Hénin-Beaumont, com as suas casas de tijolos vermelhos, as suas lixeiras herdadas do seu passado minerador e o seu prefeito de extrema direita desde 2014, representa um trunfo de "respeitabilidade" para a líder da extrema direita Marine Le Pen, cujo partido agora aspira a governar a França.

Nesta manhã de julho, a vida parece seguir com normalidade nesta cidade de 26 mil habitantes, longe do medo e da agitação que paira sobre outras zonas do país devido à vitória do Reagrupamento Nacional (RN) de Le Pen no primeiro turno das eleições.

"RN às portas do poder", é a manchete do popular jornal regional La Voix du Nord, junto com fotos dos 12 deputados de extrema direita escolhidos no primeiro turno nos 33 círculos eleitorais destas terras do Norte e Pas de Calais.

No entanto, os moradores de Hénin-Beaumont já sabem o que é um governo do RN. Em 2014, Steeve Briois venceu o antigo governo de esquerda afetado pela corrupção e, em 2020, foi reeleito prefeito no primeiro turno.

"O senhor Briois é sociável, querido e simpático. Por exemplo, durante as festas, ele sobe no palco para cantar", diz Charlotte Chabierski, ativista do RN, para quem as pessoas estão felizes com o menor nível de impostos e criminalidade e a limpeza da cidade.

Valentin, um comerciante de 30 anos que não quis informar o sobrenome, faz a mesma observação: "A qualidade de vida é muito boa (...) Temos um prefeito que cuida da sua cidade e dos seus concidadãos".

Com a sua imagem de político local e acessível, "ele jogou a estratégia da respeitabilidade" e "rapidamente teve o cuidado de esconder os aspectos mais questionáveis" da extrema direita, diz Pierre Mathiot, professor da Sciences Po Lille.

A líder do seu partido também se beneficia dessa imagem da cidade. Marine Le Pen, que foi vereadora, embora tenha nascido e sido criada na região de Paris, renovou no domingo o seu lugar de deputada nacional que ocupa neste círculo eleitoral desde 2017, com 58% dos votos no primeiro turno e com Briois como suplente.
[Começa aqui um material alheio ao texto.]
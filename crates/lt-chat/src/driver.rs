//! Actor driver for the session manager
//!
//! The manager runs in one task; callers hold a cloneable [`ChatHandle`]
//! and observe the manager through its event channel.

use std::ops::ControlFlow;
use tokio::sync::mpsc;
use tokio::task::JoinHandle;
use tokio::time::Instant;
use tracing::{debug, info};

use lt_core::Position;

use crate::error::{ChatError, Result};
use crate::manager::{ChatSessionManager, SendOutcome};

/// User intents accepted by the running manager
#[derive(Debug, Clone, PartialEq)]
pub enum Command {
    Connect,
    /// Reopen the socket, e.g. after the credentials changed
    Reconnect,
    Send { text: String, position: Position },
    RefreshHistory,
    LoadSession(String),
    /// Fresh session, counted against the daily refresh cap
    Refresh,
    EndSession,
    Logout,
    Shutdown,
}

/// Cloneable handle to a running [`ChatSessionManager`]
#[derive(Debug, Clone)]
pub struct ChatHandle {
    tx: mpsc::UnboundedSender<Command>,
}

impl ChatHandle {
    pub fn dispatch(&self, command: Command) -> Result<()> {
        self.tx
            .send(command)
            .map_err(|e| ChatError::ChannelSend(e.to_string()))
    }

    pub fn connect(&self) -> Result<()> {
        self.dispatch(Command::Connect)
    }

    pub fn reconnect(&self) -> Result<()> {
        self.dispatch(Command::Reconnect)
    }

    pub fn send(&self, text: impl Into<String>, position: Position) -> Result<()> {
        self.dispatch(Command::Send {
            text: text.into(),
            position,
        })
    }

    pub fn refresh_history(&self) -> Result<()> {
        self.dispatch(Command::RefreshHistory)
    }

    pub fn load_session(&self, session_id: impl Into<String>) -> Result<()> {
        self.dispatch(Command::LoadSession(session_id.into()))
    }

    pub fn refresh(&self) -> Result<()> {
        self.dispatch(Command::Refresh)
    }

    pub fn end_session(&self) -> Result<()> {
        self.dispatch(Command::EndSession)
    }

    pub fn logout(&self) -> Result<()> {
        self.dispatch(Command::Logout)
    }

    pub fn shutdown(&self) -> Result<()> {
        self.dispatch(Command::Shutdown)
    }
}

impl ChatSessionManager {
    /// Run the manager on its own task
    pub fn spawn(self) -> (ChatHandle, JoinHandle<()>) {
        let (tx, rx) = mpsc::unbounded_channel();
        let task = tokio::spawn(self.run(rx));
        (ChatHandle { tx }, task)
    }

    /// Process commands, transport events and the reconnect deadline until
    /// shutdown or until every handle is dropped
    pub async fn run(mut self, mut commands: mpsc::UnboundedReceiver<Command>) {
        info!("Chat session manager started");
        loop {
            let deadline = self.reconnect_deadline();
            tokio::select! {
                command = commands.recv() => {
                    let Some(command) = command else { break };
                    if self.execute(command).await.is_break() {
                        break;
                    }
                }
                event = self.next_transport_event() => {
                    self.handle_transport_event(event).await;
                }
                _ = wait_until(deadline) => self.poll_reconnect().await,
            }
        }
        self.shutdown();
    }

    async fn execute(&mut self, command: Command) -> ControlFlow<()> {
        debug!("Command: {:?}", command);
        match command {
            Command::Connect => self.connect().await,
            Command::Reconnect => self.reconnect().await,
            Command::Send { text, position } => {
                if let SendOutcome::Rejected(reason) = self.send_message(&text, position) {
                    debug!("Message not sent: {:?}", reason);
                }
            }
            Command::RefreshHistory => {
                self.refresh_history().await;
            }
            Command::LoadSession(session_id) => {
                self.load_session(&session_id).await;
            }
            Command::Refresh => {
                self.refresh();
            }
            Command::EndSession => self.end_session(),
            Command::Logout => self.logout().await,
            Command::Shutdown => return ControlFlow::Break(()),
        }
        ControlFlow::Continue(())
    }
}

async fn wait_until(deadline: Option<Instant>) {
    match deadline {
        Some(at) => tokio::time::sleep_until(at).await,
        None => std::future::pending().await,
    }
}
"Hénin-Beaumont permite que Marine Le Pen se apresente como uma política local e não como uma parisiense (…) como alguém que vem para salvar este território sofredor e, por extensão, a França", diz Mathiot. A área apresenta níveis de desemprego e pobreza superiores à média nacional.

- "Gestão ultraliberal" -

No entanto, muitas das pessoas entrevistadas pela AFP no florido e imaculado centro da cidade recusam-se a falar com a imprensa. "As eleições ficaram para trás. Não quero falar. Agora tenho que me concentrar na minha vida", diz um aposentado que espera o ônibus.
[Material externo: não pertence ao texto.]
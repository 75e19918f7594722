//! Request and response bodies of the account endpoints

use serde::{Deserialize, Deserializer, Serialize};

use crate::error::{ApiError, Result};

/// Preference tags offered at signup and on the my-page screen
pub const AVAILABLE_TAGS: &[&str] = &[
    "공원",
    "관광명소",
    "베이커리",
    "베트남 음식",
    "브런치",
    "비건",
    "서점",
    "양식",
    "일식",
    "전시",
    "주점",
    "중식",
    "카페",
    "태국 음식",
    "피자",
    "한식",
    "햄버거",
];

/// JWT pair returned by the login endpoint
#[derive(Debug, Clone, PartialEq, Eq, Serialize, Deserialize)]
pub struct Tokens {
    pub access: String,
    pub refresh: String,
}

#[derive(Debug, Serialize)]
pub(crate) struct LoginRequest<'a> {
    pub username: &'a str,
    pub password: &'a str,
}

#[derive(Debug, Serialize)]
pub(crate) struct LogoutRequest<'a> {
    pub refresh_token: &'a str,
}

/// Signup form; tags travel comma-joined
#[derive(Debug, Clone, Serialize)]
pub struct SignupRequest {
    pub username: String,
    pub password: String,
    pub password2: String,
    #[serde(serialize_with = "serialize_tags")]
    pub tags: Vec<String>,
}

impl SignupRequest {
    pub fn new(
        username: impl Into<String>,
        password: impl Into<String>,
        password2: impl Into<String>,
        tags: Vec<String>,
    ) -> Self {
        Self {
            username: username.into(),
            password: password.into(),
            password2: password2.into(),
            tags,
        }
    }

    /// Checks the backend would otherwise reject with a less helpful message
    pub fn validate(&self) -> Result<()> {
        if self.username.trim().is_empty() || self.password.is_empty() || self.password2.is_empty() {
            return Err(ApiError::Validation("username and both passwords are required".to_string()));
        }
        if self.password != self.password2 {
            return Err(ApiError::Validation("passwords do not match".to_string()));
        }
        validate_tags(&self.tags)
    }
}

/// Password change form
#[derive(Debug, Clone, Serialize)]
pub struct PasswordChange {
    pub current_password: String,
    pub new_password: String,
}

impl PasswordChange {
    pub fn new(current_password: impl Into<String>, new_password: impl Into<String>) -> Self {
        Self {
            current_password: current_password.into(),
            new_password: new_password.into(),
        }
    }

    pub fn validate(&self) -> Result<()> {
        if self.new_password.is_empty() {
            return Err(ApiError::Validation("new password is required".to_string()));
        }
        if self.new_password == self.current_password {
            return Err(ApiError::Validation(
                "new password must differ from the current one".to_string(),
            ));
        }
        Ok(())
    }
}

#[derive(Debug, Serialize)]
pub(crate) struct TagsBody {
    #[serde(serialize_with = "serialize_tags")]
    pub tags: Vec<String>,
}

#[derive(Debug, Deserialize)]
pub(crate) struct TagsResponse {
    #[serde(default, deserialize_with = "deserialize_tags")]
    pub tags: Vec<String>,
}

/// Signed-in user as shown on the my-page screen
#[derive(Debug, Clone, PartialEq, Eq, Deserialize)]
pub struct Profile {
    pub username: String,
    #[serde(default, deserialize_with = "deserialize_tags")]
    pub tags: Vec<String>,
}

/// At least one tag, each from the known catalogue
pub fn validate_tags(tags: &[String]) -> Result<()> {
    if tags.is_empty() {
        return Err(ApiError::Validation("select at least one tag".to_string()));
    }
    if let Some(unknown) = tags.iter().find(|t| !AVAILABLE_TAGS.contains(&t.as_str())) {
        return Err(ApiError::Validation(format!("unknown tag: {}", unknown)));
    }
    Ok(())
}

fn serialize_tags<S>(tags: &[String], serializer: S) -> std::result::Result<S::Ok, S::Error>
where
    S: serde::Serializer,
{
    serializer.serialize_str(&tags.join(","))
}

/// The backend answers with either `"a,b"` or `["a","b"]` depending on the view
fn deserialize_tags<'de, D>(deserializer: D) -> std::result::Result<Vec<String>, D::Error>
where
    D: Deserializer<'de>,
{
    #[derive(Deserialize)]
    #[serde(untagged)]
    enum TagsRepr {
        Joined(String),
        List(Vec<String>),
        Missing(Option<()>),
    }

    let tags = match TagsRepr::deserialize(deserializer)? {
        TagsRepr::Joined(joined) => joined
            .split(',')
            .map(str::trim)
            .filter(|t| !t.is_empty())
            .map(String::from)
            .collect(),
        TagsRepr::List(list) => list
            .into_iter()
            .map(|t| t.trim().to_string())
            .filter(|t| !t.is_empty())
            .collect(),
        TagsRepr::Missing(_) => Vec::new(),
    };
    Ok(tags)
}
Inès Taourit, vereadora da oposição, não está surpresa. "Isso faz parte da ‘força’ do RN. Conseguiram erguer um muro de silêncio", afirma a política socialista de 30 anos, que garante que no seu trabalho como vereadora também tem dificuldade em quebrá-lo.
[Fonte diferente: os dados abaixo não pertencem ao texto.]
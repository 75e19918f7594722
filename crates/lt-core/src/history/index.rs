//! Date-ordered session index and its reconciliation with the backend

use chrono::NaiveDate;
use std::collections::{BTreeMap, HashSet};
use tracing::debug;

use super::SessionSummary;

/// Sessions grouped by day, newest day and newest session first
#[derive(Debug, Clone, Default, PartialEq)]
pub struct HistoryIndex {
    days: BTreeMap<NaiveDate, Vec<SessionSummary>>,
}

/// What a [`HistoryIndex::reconcile`] call changed
#[derive(Debug, Clone, Copy, Default, PartialEq, Eq)]
pub struct ReconcileReport {
    /// Sessions listed by the backend that were not in the index
    pub added: usize,
    /// Confirmed sessions the backend no longer lists
    pub removed: usize,
    /// Local entries kept because the backend does not list them yet
    pub kept_local: usize,
}

impl HistoryIndex {
    pub fn new() -> Self {
        Self::default()
    }

    /// Build an index from backend entries, all marked confirmed
    pub fn from_server(sessions: Vec<SessionSummary>) -> Self {
        let mut index = Self::new();
        for mut summary in sessions {
            summary.confirmed = true;
            index.insert(summary);
        }
        index
    }

    pub fn len(&self) -> usize {
        self.days.values().map(Vec::len).sum()
    }

    pub fn is_empty(&self) -> bool {
        self.days.is_empty()
    }

    pub fn get(&self, session_id: &str) -> Option<&SessionSummary> {
        self.days
            .values()
            .flat_map(|sessions| sessions.iter())
            .find(|s| s.session_id == session_id)
    }

    pub fn contains(&self, session_id: &str) -> bool {
        self.get(session_id).is_some()
    }

    /// Days newest first, each with its sessions newest first
    pub fn days(&self) -> impl Iterator<Item = (&NaiveDate, &[SessionSummary])> {
        self.days.iter().rev().map(|(day, sessions)| (day, sessions.as_slice()))
    }

    /// All sessions newest first
    pub fn sessions(&self) -> Vec<&SessionSummary> {
        self.days().flat_map(|(_, sessions)| sessions.iter()).collect()
    }

    /// Add an optimistic entry for a session started on this client.
    ///
    /// Returns `false` when the session is already indexed.
    pub fn record_local(&mut self, summary: SessionSummary) -> bool {
        if self.contains(&summary.session_id) {
            return false;
        }
        let mut summary = summary;
        summary.confirmed = false;
        self.insert(summary);
        true
    }

    /// Merge a fresh backend listing into the index.
    ///
    /// Backend entries replace local ones with the same id. Unconfirmed
    /// local entries absent from the listing survive; confirmed entries
    /// absent from the listing are dropped.
    pub fn reconcile(&mut self, server: Vec<SessionSummary>) -> ReconcileReport {
        let server_ids: HashSet<&str> = server.iter().map(|s| s.session_id.as_str()).collect();
        let mut report = ReconcileReport::default();

        let mut kept = Vec::new();
        for summary in self.days.values().flat_map(|sessions| sessions.iter()) {
            if server_ids.contains(summary.session_id.as_str()) {
                continue;
            }
            if summary.confirmed {
                report.removed += 1;
            } else {
                kept.push(summary.clone());
            }
        }
        report.kept_local = kept.len();
        report.added = server
            .iter()
            .filter(|s| !self.contains(&s.session_id))
            .count();

        let mut merged = Self::from_server(server);
        for summary in kept {
            merged.insert(summary);
        }
        *self = merged;

        debug!(
            "History reconciled: {} added, {} removed, {} local kept",
            report.added, report.removed, report.kept_local
        );
        report
    }

    fn insert(&mut self, summary: SessionSummary) {
        let sessions = self.days.entry(summary.day()).or_default();
        if let Some(existing) = sessions
            .iter_mut()
            .find(|s| s.session_id == summary.session_id)
        {
            *existing = summary;
        } else {
            sessions.push(summary);
        }
        sessions.sort_by(|a, b| b.created_at.cmp(&a.created_at));
    }
}

#[cfg(test)]
mod tests {
    use super::*;
    use chrono::{DateTime, Duration, TimeZone, Utc};

    fn at(day: u32, hour: u32) -> DateTime<Utc> {
        Utc.with_ymd_and_hms(2025, 3, day, hour, 0, 0).unwrap()
    }

    fn server(id: &str, created_at: DateTime<Utc>) -> SessionSummary {
        SessionSummary {
            session_id: id.to_string(),
            first_message: format!("first message of {}", id),
            created_at,
            confirmed: false,
        }
    }

    #[test]
    fn test_groups_by_day_newest_first() {
        let index = HistoryIndex::from_server(vec![
            server("a", at(1, 12)),
            server("b", at(1, 12) + Duration::minutes(30)),
            server("c", at(5, 12)),
        ]);

        let days: Vec<_> = index.days().map(|(d, s)| (*d, s.len())).collect();
        assert_eq!(days.len(), 2);
        assert!(days[0].0 > days[1].0);

        let order: Vec<_> = index.sessions().iter().map(|s| s.session_id.clone()).collect();
        assert_eq!(order, vec!["c", "b", "a"]);
        assert!(index.sessions().iter().all(|s| s.confirmed));
    }

    #[test]
    fn test_record_local_is_idempotent() {
        let mut index = HistoryIndex::new();
        assert!(index.record_local(SessionSummary::local("s1", "hello", at(1, 12))));
        assert!(!index.record_local(SessionSummary::local("s1", "again", at(1, 13))));
        assert_eq!(index.len(), 1);
        assert_eq!(index.get("s1").unwrap().first_message, "hello");
    }

    #[test]
    fn test_reconcile_keeps_unconfirmed_local_entries() {
        let mut index = HistoryIndex::from_server(vec![server("old", at(1, 12))]);
        index.record_local(SessionSummary::local("fresh", "where to eat?", at(2, 12)));

        let report = index.reconcile(vec![server("old", at(1, 12))]);

        assert_eq!(report, ReconcileReport { added: 0, removed: 0, kept_local: 1 });
        assert!(index.contains("fresh"));
        assert!(!index.get("fresh").unwrap().confirmed);
    }

    #[test]
    fn test_reconcile_confirms_local_entry() {
        let mut index = HistoryIndex::new();
        index.record_local(SessionSummary::local("s1", "local text", at(2, 12)));

        let report = index.reconcile(vec![server("s1", at(2, 12))]);

        assert_eq!(report.kept_local, 0);
        let entry = index.get("s1").unwrap();
        assert!(entry.confirmed);
        assert_eq!(entry.first_message, "first message of s1");
        assert_eq!(index.len(), 1);
    }

    #[test]
    fn test_reconcile_drops_confirmed_entries_missing_from_server() {
        let mut index = HistoryIndex::from_server(vec![
            server("a", at(1, 12)),
            server("b", at(2, 12)),
        ]);

        let report = index.reconcile(vec![server("b", at(2, 12)), server("c", at(3, 12))]);

        assert_eq!(report, ReconcileReport { added: 1, removed: 1, kept_local: 0 });
        assert!(!index.contains("a"));
        assert!(index.contains("b"));
        assert!(index.contains("c"));
    }

    #[test]
    fn test_reconcile_with_empty_listing() {
        let mut index = HistoryIndex::from_server(vec![server("a", at(1, 12))]);
        index.reconcile(Vec::new());
        assert!(index.is_empty());
    }
}
//! Chat history index
//!
//! Sessions listed by the backend, grouped by the local calendar date of
//! their first message, plus optimistic entries for sessions the client has
//! started but the backend has not listed yet.

mod index;
mod types;

pub use index::{HistoryIndex, ReconcileReport};
pub use types::{ChatRecord, SessionSummary};

use async_trait::async_trait;

use crate::Result;

/// Where the history index and per-session logs come from
#[async_trait]
pub trait HistorySource: Send + Sync {
    /// All sessions of the signed-in user, newest first
    async fn fetch_index(&self) -> Result<Vec<SessionSummary>>;

    /// Every exchange of one session, oldest first
    async fn fetch_session(&self, session_id: &str) -> Result<Vec<ChatRecord>>;
}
A campanha legislativa que colocou o RN na liderança na França, à frente da coalizão de esquerda e do partido no poder, tem um programa baseado em um maior controle da imigração e de mais autoritarismo nas escolas.

“Há imigrantes demais!”, grita entre risos um cliente de um bar no centro da cidade, quando um chute do franco-camaronês Tchouaméni não acerta o gol durante a partida das oitavas de final do Campeonato Europeu de futebol entre França e Bélgica, transmitido pela televisão.

Um comentário que não impede que os clientes, alguns com elásticos de Mbappé ou Benzema, celebrem minutos depois o gol do atacante franco-congolês Randal Kolo Muani, que classifica a França para as quartas de final.

Apesar da imagem de cidade modelo e da defesa do poder de compra feita pelo RN durante a campanha, Taourit denuncia a "gestão ultraliberal" do município que levou à "privatização de quase todos os serviços públicos" como creches ou piscinas.

“A cabine de votação não é um provador e não devemos cair nessa armadilha, porque no final vão aplicar uma política ultraliberal, como em Hénin-Beaumont”, alerta o vereador antes do segundo turno de domingo na França. “Essas pessoas irão fraturar a sociedade francesa”, acrescentou.